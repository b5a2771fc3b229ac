//! Tracing subscriber initialization with structured logging and optional
//! OpenTelemetry trace export.
//!
//! # Usage
//!
//! ```no_run
//! use autoflow_observe::tracing_setup::{init_tracing, shutdown_tracing, TracingOptions};
//!
//! init_tracing(TracingOptions::default()).unwrap();
//! // ... run ...
//! shutdown_tracing();
//! ```

use opentelemetry::trace::TracerProvider as _;
use opentelemetry_sdk::trace::SdkTracerProvider;
use tracing_subscriber::fmt::format::FmtSpan;
use tracing_subscriber::layer::SubscriberExt;
use tracing_subscriber::util::SubscriberInitExt;
use tracing_subscriber::{EnvFilter, Layer};

use std::sync::OnceLock;

/// Stores the OTel tracer provider so it can be shut down cleanly on exit.
static TRACER_PROVIDER: OnceLock<SdkTracerProvider> = OnceLock::new();

/// How the global subscriber should be assembled.
#[derive(Debug, Clone)]
pub struct TracingOptions {
    /// Bridge spans to OpenTelemetry with a stdout exporter.
    pub otel: bool,
    /// Emit newline-delimited JSON instead of human-readable lines.
    pub json: bool,
    /// Filter used when `RUST_LOG` is unset.
    pub default_filter: String,
}

impl Default for TracingOptions {
    fn default() -> Self {
        Self {
            otel: false,
            json: false,
            default_filter: "warn".to_string(),
        }
    }
}

impl TracingOptions {
    /// Default filter for a CLI verbosity count (`-v`, `-vv`) and `--quiet`.
    pub fn filter_for_verbosity(verbose: u8, quiet: bool) -> &'static str {
        match verbose {
            0 if quiet => "error",
            0 => "warn",
            1 => "info,autoflow=debug",
            _ => "trace",
        }
    }

    fn env_filter(&self) -> EnvFilter {
        EnvFilter::try_from_default_env().unwrap_or_else(|_| EnvFilter::new(&self.default_filter))
    }
}

/// Initialize the global tracing subscriber.
///
/// - Always installs a `fmt` layer, plain or JSON, with span close timing.
/// - When `otel` is set, additionally bridges tracing spans to OpenTelemetry
///   using a stdout exporter.
/// - `RUST_LOG` wins over `default_filter` when present.
///
/// # Errors
///
/// Returns an error if the global subscriber has already been set.
pub fn init_tracing(options: TracingOptions) -> Result<(), Box<dyn std::error::Error>> {
    let fmt_layer = if options.json {
        tracing_subscriber::fmt::layer()
            .json()
            .with_span_events(FmtSpan::CLOSE)
            .boxed()
    } else {
        tracing_subscriber::fmt::layer()
            .with_target(false)
            .with_span_events(FmtSpan::CLOSE)
            .boxed()
    };

    let env_filter = options.env_filter();

    if options.otel {
        let provider = SdkTracerProvider::builder()
            .with_simple_exporter(opentelemetry_stdout::SpanExporter::default())
            .build();
        let tracer = provider.tracer("autoflow");
        let otel_layer = tracing_opentelemetry::layer().with_tracer(tracer);

        let _ = TRACER_PROVIDER.set(provider.clone());
        opentelemetry::global::set_tracer_provider(provider);

        tracing_subscriber::registry()
            .with(env_filter)
            .with(fmt_layer)
            .with(otel_layer)
            .try_init()?;
    } else {
        tracing_subscriber::registry()
            .with(env_filter)
            .with(fmt_layer)
            .try_init()?;
    }

    Ok(())
}

/// Flush pending traces and shut down the OpenTelemetry tracer provider.
///
/// No-op when OTel was not enabled.
pub fn shutdown_tracing() {
    if let Some(provider) = TRACER_PROVIDER.get() {
        if let Err(e) = provider.shutdown() {
            eprintln!("Warning: OTel tracer provider shutdown error: {e}");
        }
    }
}
//! SQLite workflow repository implementation.
//!
//! Implements `WorkflowRepository` from `autoflow-core` using sqlx with split
//! read/write pools. Definitions and execution logs are stored as JSON text.
//! The trigger type and webhook id are denormalized into their own columns so
//! the scheduler and webhook lookups stay indexed queries.

use autoflow_core::repository::workflow::{clamp_execution_limit, WorkflowRepository};
use autoflow_types::error::RepositoryError;
use autoflow_types::workflow::{
    ExecutionRecord, ExecutionStatus, ExecutionUpdate, NewExecution, StepLogEntry, TriggerKind,
    Workflow, WorkflowDefinition, WorkflowStatus,
};
use chrono::{DateTime, SecondsFormat, Utc};
use sqlx::Row;
use uuid::Uuid;

use super::pool::DatabasePool;

/// SQLite-backed implementation of `WorkflowRepository`.
pub struct SqliteWorkflowRepository {
    pool: DatabasePool,
}

impl SqliteWorkflowRepository {
    /// Create a new repository backed by the given database pool.
    pub fn new(pool: DatabasePool) -> Self {
        Self { pool }
    }
}

const WORKFLOW_COLUMNS: &str =
    "id, user_id, name, description, definition, status, created_at, updated_at, deployed_at";

const EXECUTION_COLUMNS: &str = "id, workflow_id, status, started_at, completed_at, error_message, execution_log, trigger_data";

// ---------------------------------------------------------------------------
// Internal row types
// ---------------------------------------------------------------------------

struct WorkflowRow {
    id: String,
    user_id: i64,
    name: String,
    description: Option<String>,
    definition: String,
    status: String,
    created_at: String,
    updated_at: String,
    deployed_at: Option<String>,
}

impl WorkflowRow {
    fn from_row(row: &sqlx::sqlite::SqliteRow) -> Result<Self, sqlx::Error> {
        Ok(Self {
            id: row.try_get("id")?,
            user_id: row.try_get("user_id")?,
            name: row.try_get("name")?,
            description: row.try_get("description")?,
            definition: row.try_get("definition")?,
            status: row.try_get("status")?,
            created_at: row.try_get("created_at")?,
            updated_at: row.try_get("updated_at")?,
            deployed_at: row.try_get("deployed_at")?,
        })
    }

    fn into_workflow(self) -> Result<Workflow, RepositoryError> {
        let definition: WorkflowDefinition = serde_json::from_str(&self.definition)
            .map_err(|e| RepositoryError::Query(format!("invalid workflow definition JSON: {e}")))?;
        let status: WorkflowStatus = self.status.parse().map_err(RepositoryError::Query)?;

        Ok(Workflow {
            id: parse_uuid(&self.id)?,
            user_id: self.user_id,
            name: self.name,
            description: self.description,
            definition,
            status,
            created_at: parse_datetime(&self.created_at)?,
            updated_at: parse_datetime(&self.updated_at)?,
            deployed_at: self.deployed_at.as_deref().map(parse_datetime).transpose()?,
        })
    }
}

struct ExecutionRow {
    id: i64,
    workflow_id: String,
    status: String,
    started_at: String,
    completed_at: Option<String>,
    error_message: Option<String>,
    execution_log: String,
    trigger_data: String,
}

impl ExecutionRow {
    fn from_row(row: &sqlx::sqlite::SqliteRow) -> Result<Self, sqlx::Error> {
        Ok(Self {
            id: row.try_get("id")?,
            workflow_id: row.try_get("workflow_id")?,
            status: row.try_get("status")?,
            started_at: row.try_get("started_at")?,
            completed_at: row.try_get("completed_at")?,
            error_message: row.try_get("error_message")?,
            execution_log: row.try_get("execution_log")?,
            trigger_data: row.try_get("trigger_data")?,
        })
    }

    fn into_record(self) -> Result<ExecutionRecord, RepositoryError> {
        let status: ExecutionStatus = self.status.parse().map_err(RepositoryError::Query)?;
        let execution_log: Vec<StepLogEntry> = serde_json::from_str(&self.execution_log)
            .map_err(|e| RepositoryError::Query(format!("invalid execution_log JSON: {e}")))?;
        let trigger_data: serde_json::Value = serde_json::from_str(&self.trigger_data)
            .map_err(|e| RepositoryError::Query(format!("invalid trigger_data JSON: {e}")))?;

        Ok(ExecutionRecord {
            id: self.id,
            workflow_id: parse_uuid(&self.workflow_id)?,
            status,
            started_at: parse_datetime(&self.started_at)?,
            completed_at: self.completed_at.as_deref().map(parse_datetime).transpose()?,
            error_message: self.error_message,
            execution_log,
            trigger_data,
        })
    }
}

// ---------------------------------------------------------------------------
// Helpers
// ---------------------------------------------------------------------------

fn parse_uuid(s: &str) -> Result<Uuid, RepositoryError> {
    s.parse::<Uuid>()
        .map_err(|e| RepositoryError::Query(format!("invalid UUID: {e}")))
}

fn parse_datetime(s: &str) -> Result<DateTime<Utc>, RepositoryError> {
    DateTime::parse_from_rfc3339(s)
        .map(|dt| dt.with_timezone(&Utc))
        .map_err(|e| RepositoryError::Query(format!("invalid datetime: {e}")))
}

/// Fixed-width RFC 3339 so that text ordering matches time ordering.
fn format_datetime(dt: &DateTime<Utc>) -> String {
    dt.to_rfc3339_opts(SecondsFormat::Micros, true)
}

fn to_json<T: serde::Serialize>(value: &T, what: &str) -> Result<String, RepositoryError> {
    serde_json::to_string(value).map_err(|e| RepositoryError::Query(format!("serialize {what}: {e}")))
}

fn query_error(e: sqlx::Error) -> RepositoryError {
    match e {
        sqlx::Error::PoolTimedOut | sqlx::Error::PoolClosed | sqlx::Error::Io(_) => {
            RepositoryError::Connection
        }
        other => RepositoryError::Query(other.to_string()),
    }
}

fn rows_to_workflows(rows: &[sqlx::sqlite::SqliteRow]) -> Result<Vec<Workflow>, RepositoryError> {
    rows.iter()
        .map(|row| {
            WorkflowRow::from_row(row)
                .map_err(query_error)
                .and_then(WorkflowRow::into_workflow)
        })
        .collect()
}

// ---------------------------------------------------------------------------
// WorkflowRepository impl
// ---------------------------------------------------------------------------

impl WorkflowRepository for SqliteWorkflowRepository {
    async fn create_workflow(&self, workflow: &Workflow) -> Result<(), RepositoryError> {
        let definition_json = to_json(&workflow.definition, "definition")?;
        let trigger = &workflow.definition.trigger;

        sqlx::query(
            r#"INSERT INTO workflows (id, user_id, name, description, definition, trigger_type, webhook_id, status, created_at, updated_at, deployed_at)
               VALUES (?, ?, ?, ?, ?, ?, ?, ?, ?, ?, ?)"#,
        )
        .bind(workflow.id.to_string())
        .bind(workflow.user_id)
        .bind(&workflow.name)
        .bind(&workflow.description)
        .bind(&definition_json)
        .bind(trigger.kind().as_str())
        .bind(trigger.webhook_id())
        .bind(workflow.status.as_str())
        .bind(format_datetime(&workflow.created_at))
        .bind(format_datetime(&workflow.updated_at))
        .bind(workflow.deployed_at.as_ref().map(format_datetime))
        .execute(&self.pool.writer)
        .await
        .map_err(|e| match e {
            sqlx::Error::Database(db) if db.is_unique_violation() => {
                RepositoryError::Conflict(format!("workflow {} already exists", workflow.id))
            }
            other => query_error(other),
        })?;

        Ok(())
    }

    async fn get_workflow(&self, id: &Uuid) -> Result<Option<Workflow>, RepositoryError> {
        let row = sqlx::query(&format!("SELECT {WORKFLOW_COLUMNS} FROM workflows WHERE id = ?"))
            .bind(id.to_string())
            .fetch_optional(&self.pool.reader)
            .await
            .map_err(query_error)?;

        match row {
            Some(row) => {
                let r = WorkflowRow::from_row(&row).map_err(query_error)?;
                Ok(Some(r.into_workflow()?))
            }
            None => Ok(None),
        }
    }

    async fn list_workflows(&self, user_id: Option<i64>) -> Result<Vec<Workflow>, RepositoryError> {
        let rows = match user_id {
            Some(user_id) => {
                sqlx::query(&format!(
                    "SELECT {WORKFLOW_COLUMNS} FROM workflows WHERE user_id = ? ORDER BY created_at DESC"
                ))
                .bind(user_id)
                .fetch_all(&self.pool.reader)
                .await
            }
            None => {
                sqlx::query(&format!(
                    "SELECT {WORKFLOW_COLUMNS} FROM workflows ORDER BY created_at DESC"
                ))
                .fetch_all(&self.pool.reader)
                .await
            }
        }
        .map_err(query_error)?;

        rows_to_workflows(&rows)
    }

    async fn update_workflow(&self, workflow: &Workflow) -> Result<(), RepositoryError> {
        let definition_json = to_json(&workflow.definition, "definition")?;
        let trigger = &workflow.definition.trigger;

        let result = sqlx::query(
            r#"UPDATE workflows SET
                 user_id = ?, name = ?, description = ?, definition = ?,
                 trigger_type = ?, webhook_id = ?, status = ?,
                 updated_at = ?, deployed_at = ?
               WHERE id = ?"#,
        )
        .bind(workflow.user_id)
        .bind(&workflow.name)
        .bind(&workflow.description)
        .bind(&definition_json)
        .bind(trigger.kind().as_str())
        .bind(trigger.webhook_id())
        .bind(workflow.status.as_str())
        .bind(format_datetime(&workflow.updated_at))
        .bind(workflow.deployed_at.as_ref().map(format_datetime))
        .bind(workflow.id.to_string())
        .execute(&self.pool.writer)
        .await
        .map_err(query_error)?;

        if result.rows_affected() == 0 {
            return Err(RepositoryError::NotFound);
        }
        Ok(())
    }

    async fn delete_workflow(&self, id: &Uuid) -> Result<bool, RepositoryError> {
        let result = sqlx::query("DELETE FROM workflows WHERE id = ?")
            .bind(id.to_string())
            .execute(&self.pool.writer)
            .await
            .map_err(query_error)?;

        Ok(result.rows_affected() > 0)
    }

    async fn list_workflows_by_trigger(
        &self,
        kind: TriggerKind,
        status: WorkflowStatus,
    ) -> Result<Vec<Workflow>, RepositoryError> {
        let rows = sqlx::query(&format!(
            "SELECT {WORKFLOW_COLUMNS} FROM workflows WHERE trigger_type = ? AND status = ? ORDER BY created_at ASC"
        ))
        .bind(kind.as_str())
        .bind(status.as_str())
        .fetch_all(&self.pool.reader)
        .await
        .map_err(query_error)?;

        rows_to_workflows(&rows)
    }

    async fn create_execution(&self, execution: &NewExecution) -> Result<i64, RepositoryError> {
        let trigger_json = to_json(&execution.trigger_data, "trigger_data")?;

        let result = sqlx::query(
            r#"INSERT INTO workflow_executions (workflow_id, status, started_at, execution_log, trigger_data)
               VALUES (?, 'running', ?, '[]', ?)"#,
        )
        .bind(execution.workflow_id.to_string())
        .bind(format_datetime(&execution.started_at))
        .bind(&trigger_json)
        .execute(&self.pool.writer)
        .await
        .map_err(query_error)?;

        Ok(result.last_insert_rowid())
    }

    async fn update_execution(
        &self,
        id: i64,
        update: &ExecutionUpdate,
    ) -> Result<(), RepositoryError> {
        let log_json = to_json(&update.execution_log, "execution_log")?;

        let result = sqlx::query(
            r#"UPDATE workflow_executions
               SET status = ?, completed_at = ?, error_message = ?, execution_log = ?
               WHERE id = ?"#,
        )
        .bind(update.status.as_str())
        .bind(format_datetime(&update.completed_at))
        .bind(&update.error_message)
        .bind(&log_json)
        .bind(id)
        .execute(&self.pool.writer)
        .await
        .map_err(query_error)?;

        if result.rows_affected() == 0 {
            return Err(RepositoryError::NotFound);
        }
        Ok(())
    }

    async fn get_execution(&self, id: i64) -> Result<Option<ExecutionRecord>, RepositoryError> {
        let row = sqlx::query(&format!(
            "SELECT {EXECUTION_COLUMNS} FROM workflow_executions WHERE id = ?"
        ))
        .bind(id)
        .fetch_optional(&self.pool.reader)
        .await
        .map_err(query_error)?;

        match row {
            Some(row) => {
                let r = ExecutionRow::from_row(&row).map_err(query_error)?;
                Ok(Some(r.into_record()?))
            }
            None => Ok(None),
        }
    }

    async fn list_executions(
        &self,
        workflow_id: &Uuid,
        limit: u32,
    ) -> Result<Vec<ExecutionRecord>, RepositoryError> {
        let rows = sqlx::query(&format!(
            "SELECT {EXECUTION_COLUMNS} FROM workflow_executions WHERE workflow_id = ? ORDER BY started_at DESC, id DESC LIMIT ?"
        ))
        .bind(workflow_id.to_string())
        .bind(clamp_execution_limit(limit) as i64)
        .fetch_all(&self.pool.reader)
        .await
        .map_err(query_error)?;

        rows.iter()
            .map(|row| {
                ExecutionRow::from_row(row)
                    .map_err(query_error)
                    .and_then(ExecutionRow::into_record)
            })
            .collect()
    }
}

// ---------------------------------------------------------------------------
// Tests
// ---------------------------------------------------------------------------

> What needs to be done: Which of the lines above include the word "ExecutionRow"? Copy each of them.

> Result:
struct ExecutionRow {
impl ExecutionRow {
                let r = ExecutionRow::from_row(&row).map_err(query_error)?;
                ExecutionRow::from_row(row)
                    .and_then(ExecutionRow::into_record)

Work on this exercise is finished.